Michael Tanner of the Cato Institute devotes a National Review Online column to the Obamacare problems that have nothing to do with a failing website.

When the computer system running your signature legislative achievement is slightly less functional than painting on a cave wall, you know you have a big problem. When that’s actually the good news, you know you have a really big problem.

Obamacare’s computer glitches have reduced the president’s eponymic health-care plan to fodder for late-night TV comedians. But in some ways the president is fortunate that the computer fiasco is obscuring the even bigger and more consequential problems facing the law.

For example, there’s the problem with keeping your current insurance. Despite presidential promises to the contrary — promises that, according to NBC News, the president knew were untrue — millions of Americans are finding out that, even if they like the plans they have now, they are being kicked off because those plans do not meet the requirements of Obamacare.
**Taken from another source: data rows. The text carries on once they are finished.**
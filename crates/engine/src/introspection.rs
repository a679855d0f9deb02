//! Type descriptor lookup.
//!
//! The schema engine never inspects host types directly. It asks a
//! [`TypeIntrospector`] for a [`TypeDef`] by type expression. [`TypeCatalog`]
//! is the data-backed implementation: it recognizes primitives and the
//! framework's well-known generic shapes (`List<T>`, `Dictionary<K, V>`,
//! `Task<T>`, `ActionResult<T>`, `T[]`, `T?`) and looks user types up in a
//! registry of definitions exported by the host.

use crate::error::ReflectionError;
use apiscribe_types::{PrimitiveKind, TypeDef, TypeExpr, TypeShape, simple_name};
use indexmap::IndexMap;

/// Describes host types by name.
pub trait TypeIntrospector: Send + Sync {
    /// Returns the definition of the type named by `type_name`.
    fn describe(&self, type_name: &str) -> Result<TypeDef, ReflectionError>;
}

const SEQUENCE_TYPES: &[&str] = &[
    "List",
    "IList",
    "ICollection",
    "IEnumerable",
    "IReadOnlyList",
    "IReadOnlyCollection",
    "HashSet",
    "ISet",
    "IReadOnlySet",
    "SortedSet",
    "Collection",
    "ReadOnlyCollection",
    "LinkedList",
    "Queue",
    "Stack",
    "ImmutableArray",
    "ImmutableList",
    "IAsyncEnumerable",
];

const UNTYPED_SEQUENCE_TYPES: &[&str] = &["IEnumerable", "ICollection", "IList", "ArrayList"];

const DICTIONARY_TYPES: &[&str] = &[
    "Dictionary",
    "IDictionary",
    "IReadOnlyDictionary",
    "SortedDictionary",
    "ConcurrentDictionary",
    "ImmutableDictionary",
];

const UNTYPED_DICTIONARY_TYPES: &[&str] = &["IDictionary", "Hashtable"];

const ANY_TYPES: &[&str] = &["object", "Object", "dynamic", "JsonElement", "JsonNode", "JsonObject", "ExpandoObject"];

const TASK_TYPES: &[&str] = &["Task", "ValueTask"];

const ACTION_RESULT_TYPES: &[&str] = &["ActionResult", "IActionResult", "IResult"];

const INFRASTRUCTURE_TYPES: &[&str] = &[
    "HttpContext",
    "HttpRequest",
    "HttpResponse",
    "CancellationToken",
    "ClaimsPrincipal",
];

/// Data-backed [`TypeIntrospector`].
#[derive(Debug, Clone, Default)]
pub struct TypeCatalog {
    types: IndexMap<String, TypeDef>,
}

impl TypeCatalog {
    pub fn new() -> Self {
        Self::default()
    }

    /// Creates a catalog from host type definitions.
    pub fn from_types(types: impl IntoIterator<Item = TypeDef>) -> Self {
        let mut catalog = Self::new();
        for type_def in types {
            catalog.register(type_def);
        }
        catalog
    }

    /// Registers or replaces a host type definition.
    pub fn register(&mut self, type_def: TypeDef) {
        self.types.insert(type_def.name.clone(), type_def);
    }

    pub fn len(&self) -> usize {
        self.types.len()
    }

    pub fn is_empty(&self) -> bool {
        self.types.is_empty()
    }

    /// Iterates registered definitions in registration order.
    pub fn types(&self) -> impl Iterator<Item = &TypeDef> {
        self.types.values()
    }

    fn registered(&self, type_name: &str) -> Result<Option<&TypeDef>, ReflectionError> {
        if let Some(type_def) = self.types.get(type_name) {
            return Ok(Some(type_def));
        }
        if type_name.contains('.') {
            return Ok(None);
        }

        let mut candidates = self.types.values().filter(|type_def| type_def.simple_name() == type_name);
        let first = candidates.next();
        let rest: Vec<&TypeDef> = candidates.collect();
        match (first, rest.is_empty()) {
            (Some(type_def), true) => Ok(Some(type_def)),
            (Some(type_def), false) => Err(ReflectionError::Ambiguous {
                name: type_name.to_string(),
                candidates: std::iter::once(type_def)
                    .chain(rest)
                    .map(|candidate| candidate.name.clone())
                    .collect(),
            }),
            (None, _) => Ok(None),
        }
    }
}

impl TypeIntrospector for TypeCatalog {
    fn describe(&self, type_name: &str) -> Result<TypeDef, ReflectionError> {
        let expr = TypeExpr::parse(type_name)?;
        let canonical = expr.to_string();

        if let Some(type_def) = self.registered(&canonical)? {
            return Ok(type_def.clone());
        }
        if let Some(shape) = builtin_shape(&expr) {
            return Ok(TypeDef::new(canonical, shape));
        }
        Err(ReflectionError::UnknownType(canonical))
    }
}

/// Recognizes primitives and well-known framework generics.
///
/// Dictionaries are matched before sequences, since dictionary types are
/// enumerable as well.
pub fn builtin_shape(expr: &TypeExpr) -> Option<TypeShape> {
    let (name, args) = match expr {
        TypeExpr::Nullable(inner) => {
            return Some(TypeShape::Nullable {
                underlying: inner.to_string(),
            });
        }
        TypeExpr::Array(element) => {
            return Some(TypeShape::Array {
                element: element.to_string(),
            });
        }
        TypeExpr::Named { name, args } => (name.as_str(), args.as_slice()),
    };
    let simple = simple_name(name);
    let arg = |index: usize| args.get(index).map(ToString::to_string);

    if args.is_empty()
        && let Some(primitive) = PrimitiveKind::from_type_name(name)
    {
        return Some(TypeShape::Primitive { primitive });
    }

    let shape = match (simple, args.len()) {
        ("void" | "Void", 0) => TypeShape::Void,
        (any, 0) if ANY_TYPES.contains(&any) => TypeShape::Any,
        ("Nullable", 1) => TypeShape::Nullable {
            underlying: arg(0)?,
        },
        (dictionary, 2) if DICTIONARY_TYPES.contains(&dictionary) => TypeShape::Dictionary {
            key: arg(0)?,
            value: arg(1)?,
        },
        (dictionary, 0) if UNTYPED_DICTIONARY_TYPES.contains(&dictionary) => TypeShape::Dictionary {
            key: "string".to_string(),
            value: "object".to_string(),
        },
        (sequence, 1) if SEQUENCE_TYPES.contains(&sequence) => TypeShape::Sequence { element: arg(0) },
        (sequence, 0) if UNTYPED_SEQUENCE_TYPES.contains(&sequence) => TypeShape::Sequence { element: None },
        (task, 0 | 1) if TASK_TYPES.contains(&task) => TypeShape::Task { result: arg(0) },
        (result, 0 | 1) if ACTION_RESULT_TYPES.contains(&result) => TypeShape::ActionResult { value: arg(0) },
        (infrastructure, 0) if INFRASTRUCTURE_TYPES.contains(&infrastructure) => TypeShape::Infrastructure,
        _ => return None,
    };
    Some(shape)
}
Florida Blue, for example, is canceling nearly 300,000 policies, about 80 percent of its individual policies in the state. Kaiser Permanente in California has sent notices to 160,000 people — about half of its individual business in the state. Highmark in Pittsburgh is dropping about 20 percent of its individual-market customers, while Independence Blue Cross, the major insurer in Philadelphia, is dropping about 45 percent. That makes for more than 500,000 people losing their insurance policies in just three states.

In fact, roughly half of the 14 million people who buy insurance on the individual market are likely to lose their current insurance, according to Gerry Kominski, director of UCLA’s Center for Health Policy Research. And while most will be shifted to other policies, those new policies are likely to be more expensive.